| September 14, 2017

Cashless Debit Card

My contribution this morning has to do with the cashless welfare card. Because of widespread local concern about high levels of alcohol consumption and, to a lesser extent, illicit drug use and gambling, we have many community leaders and stakeholders indicating that these issues have become progressively worse over the last five to 10 years. Excessive alcohol consumption is at a crisis point and is having wide-ranging negative impacts on individuals, their families and the community.

The trial sites have been chosen on the basis of demonstrable need, plus the support from local leaders. The cashless debit card trials operated in Ceduna from 15 March 2016 and in East Kimberley from 26 April 2016 for a period of 12 months. The cashless debit card's operation in the two communities has been extended. It operates like any other bank card, but it cannot be used to buy alcohol or for gambling. It cannot withdraw cash, and not being able to withdraw cash means that people cannot buy illicit drugs. Twenty per cent of a person's welfare payment is placed into their usual bank account and can be used for whatever they want. The 80 per cent can be used in stores that have EFTPOS, to shop at approved online stores, to pay bills, to make recurring payments such as mortgage payments, and for online banking with an app for both android and Apple devices. But it cannot be used to buy alcohol, to gamble or to withdraw cash.
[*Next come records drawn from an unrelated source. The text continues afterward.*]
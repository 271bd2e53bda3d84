use std::fmt;
use std::sync::Arc;

use tracing::{debug, info, info_span, warn};

use super::release::ReleaseHandle;
use super::request::{DEFAULT_HOST_IP, ProvisionRequest, normalize};
use super::types::Resource;
use crate::config::Config;
use crate::docker::{CancelToken, CreateSpec, ProgressSink, RuntimeGateway, TracingSink};
use crate::error::{Error, Result};

/// Brings containers up through a [`RuntimeGateway`].
#[derive(Clone)]
pub struct Provisioner {
    gateway: Arc<dyn RuntimeGateway>,
    default_host_ip: String,
    progress: Arc<dyn ProgressSink>,
}

impl fmt::Debug for Provisioner {
    fn fmt(&self, f: &mut fmt::Formatter<'_>) -> fmt::Result {
        f.debug_struct("Provisioner")
            .field("default_host_ip", &self.default_host_ip)
            .finish_non_exhaustive()
    }
}

impl Provisioner {
    /// Pull progress goes to `tracing` and containers are published on
    /// [`DEFAULT_HOST_IP`] unless overridden.
    pub fn new(gateway: Arc<dyn RuntimeGateway>) -> Self {
        Self {
            gateway,
            default_host_ip: DEFAULT_HOST_IP.to_string(),
            progress: Arc::new(TracingSink),
        }
    }

    pub fn from_config(cfg: &Config, gateway: Arc<dyn RuntimeGateway>) -> Self {
        Self::new(gateway).with_default_host_ip(cfg.host_ip.clone())
    }

    /// Host address used for requests that leave `host_ip` empty.
    pub fn with_default_host_ip(mut self, ip: impl Into<String>) -> Self {
        self.default_host_ip = ip.into();
        self
    }

    /// Where image pull progress is sent.
    pub fn with_progress(mut self, sink: Arc<dyn ProgressSink>) -> Self {
        self.progress = sink;
        self
    }

    pub fn default_host_ip(&self) -> &str {
        &self.default_host_ip
    }

    /// Bring up a single container.
    ///
    /// On success the caller owns the returned [`ReleaseHandle`]. On failure
    /// any container created along the way has already been removed, unless
    /// the error is [`Error::Leaked`].
    pub fn provision_one(
        &self,
        request: &ProvisionRequest,
        cancel: &CancelToken,
    ) -> Result<(Resource, ReleaseHandle)> {
        let request = normalize(request, &self.default_host_ip)?;
        let span = info_span!(
            "provision",
            image = %request.image,
            name = request.name.as_deref().unwrap_or_default()
        );
        let _guard = span.enter();

        self.ensure_image(&request.image, cancel)?;
        if let Some(name) = &request.name {
            self.clear_name(name, request.override_existing, cancel)?;
        }

        let spec = CreateSpec {
            image: request.image.clone(),
            name: request.name.clone(),
            port_key: request.port_key(),
            host_ip: request.host_ip.clone(),
            host_port: request.binding_port.clone(),
            env: request.env.clone(),
        };
        let id = match self.gateway.create_container(&spec, cancel) {
            Ok(id) => id,
            Err(e) if e.is_cancelled() => {
                return Err(match &request.name {
                    Some(name) => self.reclaim_cancelled_create(name, e),
                    None => e,
                });
            }
            Err(e) => {
                return Err(e.classify(|reason| Error::CreationFailed {
                    image: request.image.clone(),
                    reason,
                }));
            }
        };
        info!(id = %id, port = %spec.port_key, "created container");

        // From here on every failure must remove the container again.
        let release = ReleaseHandle::new(id.clone(), self.gateway.clone());

        match self.start_and_inspect(&request, &id, cancel) {
            Ok(resource) => {
                info!(id = %id, uri = %resource.uri, "container ready");
                Ok((resource, release))
            }
            Err(e) => {
                warn!(id = %id, error = %e, "provisioning failed, releasing container");
                match release.release() {
                    Ok(()) => Err(e),
                    Err(release_err) => Err(Error::Leaked {
                        id,
                        source: Box::new(e),
                        release: Box::new(release_err),
                    }),
                }
            }
        }
    }

    /// Pull `image` unless a local image carries exactly that tag.
    fn ensure_image(&self, image: &str, cancel: &CancelToken) -> Result<()> {
        let images = self.gateway.list_images(cancel)?;
        if images.iter().any(|i| i.tags.iter().any(|t| t == image)) {
            debug!(image, "image present locally");
            return Ok(());
        }

        info!(image, "pulling image");
        self.gateway
            .pull_image(image, self.progress.as_ref(), cancel)
            .map_err(|e| {
                e.classify(|reason| Error::ImageResolution {
                    image: image.to_string(),
                    reason,
                })
            })
    }

    /// Make sure no container is called `name`, removing it when allowed.
    fn clear_name(&self, name: &str, override_existing: bool, cancel: &CancelToken) -> Result<()> {
        let wanted = strip_name(name);
        let existing: Vec<_> = self
            .gateway
            .list_containers(true, cancel)?
            .into_iter()
            .filter(|c| c.names.iter().any(|n| strip_name(n) == wanted))
            .collect();

        if existing.is_empty() {
            return Ok(());
        }
        if !override_existing {
            return Err(Error::ResourceConflict {
                name: wanted.to_string(),
            });
        }

        for container in existing {
            match self.gateway.remove_container(&container.id, true, cancel) {
                Ok(()) | Err(Error::NotFound(_)) => {
                    info!(id = %container.id, name = wanted, "removed existing container");
                }
                Err(e) => return Err(e),
            }
        }
        Ok(())
    }

    /// A cancelled create may still have produced a container. Any container
    /// now carrying `name` is ours, since the name was cleared beforehand.
    fn reclaim_cancelled_create(&self, name: &str, cause: Error) -> Error {
        let wanted = strip_name(name);
        let listed = match self.gateway.list_containers(true, &CancelToken::new()) {
            Ok(listed) => listed,
            Err(e) => {
                warn!(name = wanted, error = %e, "cannot check for a container left by a cancelled create");
                return cause;
            }
        };

        let mut cause = cause;
        for container in listed
            .into_iter()
            .filter(|c| c.names.iter().any(|n| strip_name(n) == wanted))
        {
            info!(id = %container.id, name = wanted, "removing container left by a cancelled create");
            let release = ReleaseHandle::new(container.id.clone(), self.gateway.clone());
            if let Err(release_err) = release.release() {
                cause = Error::Leaked {
                    id: container.id,
                    source: Box::new(cause),
                    release: Box::new(release_err),
                };
            }
        }
        cause
    }

    fn start_and_inspect(
        &self,
        request: &ProvisionRequest,
        id: &str,
        cancel: &CancelToken,
    ) -> Result<Resource> {
        self.gateway.start_container(id, cancel).map_err(|e| {
            e.classify(|reason| Error::StartFailed {
                id: id.to_string(),
                reason,
            })
        })?;

        let port_key = request.port_key();
        let bindings = self.gateway.inspect_container(id, cancel)?;
        let Some(binding) = bindings.get(&port_key).and_then(|b| b.first()) else {
            return Err(Error::PortUnavailable {
                id: id.to_string(),
                port: port_key,
            });
        };

        let host = if binding.host_ip.is_empty() {
            request.host_ip.clone()
        } else {
            binding.host_ip.clone()
        };
        Ok(Resource::new(
            id.to_string(),
            request.name.clone(),
            host,
            binding.host_port.clone(),
        ))
    }
}

/// Runtimes report names with a leading `/`.
fn strip_name(name: &str) -> &str {
    name.strip_prefix('/').unwrap_or(name)
}

#[cfg(test)]
mod tests {
    use std::sync::Mutex;

    use super::*;
    use crate::docker::MemoryRuntime;

    fn setup() -> (Arc<MemoryRuntime>, Provisioner) {
        let rt = Arc::new(MemoryRuntime::new());
        rt.with_image("redis:7");
        let provisioner = Provisioner::new(rt.clone());
        (rt, provisioner)
    }

    #[test]
    fn runtime_chosen_port_ends_up_in_uri() {
        let (_rt, p) = setup();
        let (resource, _release) = p
            .provision_one(&ProvisionRequest::new("redis:7", "6379"), &CancelToken::new())
            .unwrap();
        assert_eq!(resource.port, "32768");
        assert_eq!(resource.uri, "127.0.0.1:32768");
    }

    #[test]
    fn configured_host_is_used_for_requests_without_one() {
        let (_rt, p) = setup();
        let p = p.with_default_host_ip("0.0.0.0");
        let (resource, _release) = p
            .provision_one(
                &ProvisionRequest::new("redis:7", "6379").binding_port("36379"),
                &CancelToken::new(),
            )
            .unwrap();
        assert_eq!(resource.uri, "0.0.0.0:36379");
    }

    #[test]
    fn invalid_request_makes_no_runtime_calls() {
        let (rt, p) = setup();
        let err = p
            .provision_one(&ProvisionRequest::new("", "6379"), &CancelToken::new())
            .unwrap_err();
        assert!(matches!(err, Error::InvalidRequest(_)));
        assert_eq!(rt.call_count(), 0);
    }

    #[test]
    fn missing_image_is_pulled_with_progress() {
        let (rt, p) = setup();
        let lines = Arc::new(Mutex::new(Vec::new()));
        let captured = lines.clone();
        let p = p.with_progress(Arc::new(move |image: &str, line: &str| {
            captured.lock().unwrap().push(format!("{image} {line}"));
        }));

        p.provision_one(&ProvisionRequest::new("mongo:4.4", "27017"), &CancelToken::new())
            .unwrap();
        assert_eq!(rt.pulls(), vec!["mongo:4.4"]);
        assert!(!lines.lock().unwrap().is_empty());
    }

    #[test]
    fn present_image_is_not_pulled() {
        let (rt, p) = setup();
        p.provision_one(&ProvisionRequest::new("redis:7", "6379"), &CancelToken::new())
            .unwrap();
        assert!(rt.pulls().is_empty());
    }

    #[test]
    fn failed_pull_is_an_image_resolution_error() {
        let (rt, p) = setup();
        rt.fail_pull("private/thing:1");
        let err = p
            .provision_one(&ProvisionRequest::new("private/thing:1", "80"), &CancelToken::new())
            .unwrap_err();
        assert!(matches!(err, Error::ImageResolution { .. }));
        assert!(rt.container_ids().is_empty());
    }

    #[test]
    fn override_replaces_existing_container() {
        let (rt, p) = setup();
        let old = rt.seed_container("svc-1", "redis:7");
        let (resource, _release) = p
            .provision_one(
                &ProvisionRequest::new("redis:7", "6379")
                    .name("svc-1")
                    .override_existing(true),
                &CancelToken::new(),
            )
            .unwrap();
        assert_ne!(resource.id, old);
        assert_eq!(rt.container_ids(), vec![resource.id.clone()]);
        assert_eq!(rt.container_names(), vec!["svc-1"]);
    }

    #[test]
    fn name_clash_without_override_is_a_conflict() {
        let (rt, p) = setup();
        let old = rt.seed_container("svc-1", "redis:7");
        let err = p
            .provision_one(
                &ProvisionRequest::new("redis:7", "6379").name("/svc-1"),
                &CancelToken::new(),
            )
            .unwrap_err();
        assert!(matches!(err, Error::ResourceConflict { ref name } if name == "svc-1"));
        assert_eq!(rt.container_ids(), vec![old]);
    }

    #[test]
    fn start_failure_removes_the_container() {
        let (rt, p) = setup();
        rt.with_image("broken:1").fail_start("broken:1");
        let err = p
            .provision_one(&ProvisionRequest::new("broken:1", "80"), &CancelToken::new())
            .unwrap_err();
        assert!(matches!(err, Error::StartFailed { .. }));
        assert!(rt.container_ids().is_empty());
        assert_eq!(rt.removals().len(), 1);
    }

    #[test]
    fn missing_binding_is_port_unavailable_and_released() {
        let (rt, p) = setup();
        rt.with_image("nobind:1").drop_bindings("nobind:1");
        let err = p
            .provision_one(&ProvisionRequest::new("nobind:1", "80"), &CancelToken::new())
            .unwrap_err();
        assert!(matches!(err, Error::PortUnavailable { ref port, .. } if port == "80/tcp"));
        assert!(rt.container_ids().is_empty());
    }

    #[test]
    fn cleanup_failure_is_escalated() {
        let (rt, p) = setup();
        rt.with_image("stuck:1").fail_start("stuck:1").fail_remove("stuck:1");
        let err = p
            .provision_one(&ProvisionRequest::new("stuck:1", "80"), &CancelToken::new())
            .unwrap_err();
        assert!(matches!(err, Error::Leaked { .. }));
        assert_eq!(err.leaked(), rt.container_ids());
    }

    #[test]
    fn release_handle_removes_the_container() {
        let (rt, p) = setup();
        let (resource, release) = p
            .provision_one(&ProvisionRequest::new("redis:7", "6379"), &CancelToken::new())
            .unwrap();
        assert_eq!(release.id(), resource.id);
        release.release().unwrap();
        release.release().unwrap();
        assert!(rt.container_ids().is_empty());
    }

    #[test]
    fn container_from_cancelled_create_is_removed_by_name() {
        let (rt, p) = setup();
        rt.with_image("slow:1")
            .stall_create("slow:1")
            .orphan_on_cancel("slow:1");
        let cancel = CancelToken::new();

        let err = std::thread::scope(|s| {
            let worker = s.spawn(|| {
                p.provision_one(&ProvisionRequest::new("slow:1", "80").name("svc-slow"), &cancel)
            });
            std::thread::sleep(std::time::Duration::from_millis(50));
            cancel.cancel();
            worker.join().unwrap().unwrap_err()
        });

        assert!(err.is_cancelled());
        assert!(rt.container_ids().is_empty());
        assert_eq!(rt.removals().len(), 1);
    }

    #[test]
    fn unremovable_container_from_cancelled_create_is_leaked() {
        let (rt, p) = setup();
        rt.with_image("slow:1")
            .stall_create("slow:1")
            .orphan_on_cancel("slow:1")
            .fail_remove("slow:1");
        let cancel = CancelToken::new();

        let err = std::thread::scope(|s| {
            let worker = s.spawn(|| {
                p.provision_one(&ProvisionRequest::new("slow:1", "80").name("svc-slow"), &cancel)
            });
            std::thread::sleep(std::time::Duration::from_millis(50));
            cancel.cancel();
            worker.join().unwrap().unwrap_err()
        });

        assert!(matches!(err, Error::Leaked { .. }));
        assert!(err.is_cancelled());
        assert_eq!(err.leaked(), rt.container_ids());
    }

    #[test]
    fn names_are_compared_without_leading_slash() {
        assert_eq!(strip_name("/svc"), "svc");
        assert_eq!(strip_name("svc"), "svc");
        assert_eq!(strip_name("//svc"), "/svc");
    }
}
The final independent evaluation of the cashless debit card trials found they have had a considerable positive impact in the communities where they were operated. The research was conducted by ORIMA, and the evaluation concluded that the cashless debit card has been effective in reducing alcohol consumption and gambling in both trial sites. It also suggests a reduction in the use of illegal drugs, and there is some evidence that there has been a consequential reduction in violence and harm related to alcohol consumption, illegal drug use and gambling.

Regarding the impact on alcohol use for people who drank alcohol, 41 per cent reported drinking alcohol less frequently and 37 per cent of binge drinkers were binge drinking less frequently. There was a decrease in alcohol related hospital presentations, including a 37 per cent reduction in Ceduna. There was a 14 per cent reduction in Ceduna in the number of apprehensions under the Public Intoxication Act. In East Kimberley, there were decreases in alcohol related pick-ups by community patrol services. In Kununurra, there was a 15 per cent reduction and in Wyndham a 12 per cent reduction. Referrals to the sobering up shelter in Kununurra had an eight per cent reduction. There was a decrease in the number of women in East Kimberley hospital maternity wards who were drinking through their pregnancies. There was qualitative evidence of a decrease in alcohol-related family violence in Ceduna.

Regarding the impact on gambling, 48 per cent of gamblers reported that they were gambling less. In Ceduna and surrounding local government areas, poker machine revenue was down by 12 per cent, the equivalent of almost $555,000 less going through the poker machines. The evaluation found in relation to drug taking that the card has had a positive impact in lowering illegal drug use across the two sites. Of drug takers, 48 per cent reported using drugs less often.

The evaluation also found there were wide spillover benefits from the card. Forty per cent of the participants who had caring responsibilities reported that they had been able to care better for their children. Forty-five per cent of participants said they have been able to save more money. Feedback has shown a decrease in requests for emergency food relief and financial assistance in Ceduna. Considerable observable evidence has been cited by community leaders and stakeholders of a reduction in crime and a reduction in harmful behaviours over the duration of the trials. The Minister for Human Services, Alan Tudge, who led the design and implementation of the trials, said the evaluation demonstrated that the trials have been a success in reducing alcohol, gambling and drugs.

This issue is very emotive and there will be arguments from both sides. However, what we need to do is look at this very carefully. We need to look at the benefits that have been derived from the cashless welfare card, we need to listen to the community leaders who are calling for these trials to be rolled out in their particular areas, and we need to be a responsive government and assist those communities that are calling for a cashless welfare card.